No love for Sherrod Brown? Too old-school Midwest white guy?

If Biden doesn’t run, he might have a moment.

I'm genuinely curious if people here believe men and women always act/think/react the same, as a generalization.

We spend lots of time talking about genericizing any reference, is there any point that there is a, generically, difference that can or should be recognized?

You go first.

I'm genuinely curious if people here believe men and women always act/think/react the same, as a generalization.

I would say that there are differences due to socialization. That is, most women are brought up (within American culture) with different behavioral expectations than most men. The actual expectations are changing, in some cases dramatically. And, in general, they are changing in the direction of being more similar. But they aren't there yet . . . and may well never be the same.

HOWEVER, inherent (i.e. essentially genetic) differences? Not so much.

I'm genuinely curious if people here believe men and women always act/think/react the same, as a generalization.

No.

At the group level, there is perhaps (probably ?) an overall difference between men and women. But the two groups overlap substantially.

"Everyone has an asshole."

Yeats, in so many words.

Also Lennon, goo-goo-ga-joob.

"Schlafly was a mother who traveled around the country telling mothers that they should stay home."

Then, who was the woman inside the bunny suit greeting her husband at the front door with a martini when he arrived home after a rough day at the office?

Not that HE was asking, having learned never to look a gift bunny in the mouth.

re socialization, this BBC video is enlightening

https://www.youtube.com/watch?v=nWu44AqF0iI

Apt video, lj.

Also, what Nigel said @08.43.

One feels "instinctively" that there is a difference, but how much of it is socialisation is very hard to know. Speaking personally (as I always, probably regrettably, seem to do) I know I am always interested in how things work mechanically, and wish I had been given Meccano as a child. My parents (who only had daughters) did not seem to have biases about girls' raw intellectual capacities, but I think they went for lots of stereotyping in other ways.

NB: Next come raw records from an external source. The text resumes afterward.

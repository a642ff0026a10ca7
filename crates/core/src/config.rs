//! Configuration structures for the TCA batch job.

use crate::error::{Error, Result};
use serde::{Deserialize, Serialize};
use std::path::{Path, PathBuf};

/// Environment variable for the executions file.
pub const ENV_EXECUTIONS: &str = "EXECUTIONS_FILE_PATH";
/// Environment variable for the reference-data file.
pub const ENV_REFDATA: &str = "REFDATA_FILE_PATH";
/// Environment variable for the market-data file.
pub const ENV_MARKETDATA: &str = "MARKETDATA_FILE_PATH";
/// Environment variable for the output file.
pub const ENV_OUTPUT: &str = "OUTPUT_FILE_PATH";
/// Environment variable for the matcher worker count.
pub const ENV_WORKERS: &str = "TCA_WORKERS";

/// Main configuration for a run.
#[derive(Debug, Clone, Default, Serialize, Deserialize)]
pub struct Config {
    /// Input and output file locations.
    #[serde(default)]
    pub paths: PathsConfig,
    /// Matching configuration.
    #[serde(default)]
    pub matching: MatchingConfig,
}

impl Config {
    /// Load a configuration from a JSON file. Missing sections take defaults.
    pub fn from_json_file(path: impl AsRef<Path>) -> Result<Self> {
        let path = path.as_ref();
        let raw = std::fs::read_to_string(path)?;
        let config: Config = serde_json::from_str(&raw)?;
        config.validate()?;
        Ok(config)
    }

    /// Apply overrides from the process environment.
    pub fn with_env_overrides(self) -> Result<Self> {
        self.with_overrides(|key| std::env::var(key).ok())
    }

    /// Apply overrides from an arbitrary key lookup.
    pub fn with_overrides<F>(mut self, lookup: F) -> Result<Self>
    where
        F: Fn(&str) -> Option<String>,
    {
        if let Some(v) = lookup(ENV_EXECUTIONS) {
            self.paths.executions = PathBuf::from(v);
        }
        if let Some(v) = lookup(ENV_REFDATA) {
            self.paths.refdata = PathBuf::from(v);
        }
        if let Some(v) = lookup(ENV_MARKETDATA) {
            self.paths.marketdata = PathBuf::from(v);
        }
        if let Some(v) = lookup(ENV_OUTPUT) {
            self.paths.output = PathBuf::from(v);
        }
        if let Some(v) = lookup(ENV_WORKERS) {
            self.matching.workers = v
                .trim()
                .parse()
                .map_err(|_| Error::config(format!("{ENV_WORKERS} must be a non-negative integer, got '{v}'")))?;
        }
        self.validate()?;
        Ok(self)
    }

    /// Check that every path is set.
    pub fn validate(&self) -> Result<()> {
        let paths = [
            ("executions", &self.paths.executions),
            ("refdata", &self.paths.refdata),
            ("marketdata", &self.paths.marketdata),
            ("output", &self.paths.output),
        ];
        for (name, path) in paths {
            if path.as_os_str().is_empty() {
                return Err(Error::config(format!("{name} path is empty")));
            }
        }
        Ok(())
    }
}

/// File locations for a run.
#[derive(Debug, Clone, Serialize, Deserialize)]
pub struct PathsConfig {
    /// Raw executions (parquet).
    pub executions: PathBuf,
    /// Instrument reference data (parquet).
    pub refdata: PathBuf,
    /// Raw quote ticks (parquet).
    pub marketdata: PathBuf,
    /// Scored output (parquet).
    pub output: PathBuf,
}

impl Default for PathsConfig {
    fn default() -> Self {
        Self {
            executions: PathBuf::from("data/executions.parquet"),
            refdata: PathBuf::from("data/refdata.parquet"),
            marketdata: PathBuf::from("data/marketdata.parquet"),
            output: PathBuf::from("output/trading_metrics.parquet"),
        }
    }
}

/// Trade-to-quote matching configuration.
#[derive(Debug, Clone, Default, Serialize, Deserialize)]
pub struct MatchingConfig {
    /// Number of parallel workers (0 = auto).
    pub workers: usize,
}
//! Core types and configuration for the TCA workspace.
//!
//! This crate provides shared types used across all other crates:
//! - Market data and execution types (quote ticks, snapshots, trades)
//! - Matched and scored trade records
//! - Configuration structures
//! - Common error types

pub mod config;
pub mod error;
pub mod types;

pub use config::Config;
pub use error::{Error, Result};
pub use types::*;
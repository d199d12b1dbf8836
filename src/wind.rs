use crate::config::WindParams;
use crate::core_types::Wind;
use crate::random::RandomSource;

/// Per-jump wind sampler. Called exactly once per jump.
pub trait WindProvider {
    fn get_wind(&mut self, rng: &mut dyn RandomSource) -> Wind;
}

/// Always returns the same wind and never draws.
#[derive(Debug, Clone, Copy, Default)]
pub struct ConstantWind(pub Wind);

impl WindProvider for ConstantWind {
    fn get_wind(&mut self, _rng: &mut dyn RandomSource) -> Wind {
        self.0
    }
}

/// Gaussian noise around a base average; instability passes through.
#[derive(Debug, Clone, Copy)]
pub struct GaussianWind {
    pub base: Wind,
    pub variability: f64,
}

impl GaussianWind {
    pub fn new(base: Wind, variability: f64) -> Self {
        Self { base, variability }
    }
}

impl From<&WindParams> for GaussianWind {
    fn from(p: &WindParams) -> Self {
        Self::new(Wind::new(p.wind_average, p.wind_instability), p.wind_variability)
    }
}

impl WindProvider for GaussianWind {
    fn get_wind(&mut self, rng: &mut dyn RandomSource) -> Wind {
        let noise = rng.gaussian(0.0, self.variability);
        Wind {
            average: (self.base.average + noise).clamp(-Wind::LIMIT, Wind::LIMIT),
            instability: self.base.instability,
        }
    }
}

Whether it's nature, nurture or both, men and women tend to make different choices in their lives. The more choices available, the more divergent the choices tend to be.

Men are certainly more murderous.

If the behavioral differences between men and women are all due to the differences in socialization, it follows that men could be socialized to not be murderous.

But if you're trying to socialize against an innate characteristic, the results will be limited with likely undesirable side effects.

Good luck disentangling socialization and inherent characteristics - a chicken-and-egg feedback loop. But you can probably socialize men to be less murderous, even if they can't be equal to women as a group in that regard. Then again, maybe we're just animals that can't be tamed.

A minor riff on the "murder gap" between men and women:

The gap shall be closed one way or another.

One (or maybe two) wonders if nurturing/"denaturing" women to kill under the auspices of military combat as women are more fully integrated into the U.S. military will lead to a corresponding rise in civilian murder rates perpetrated by women.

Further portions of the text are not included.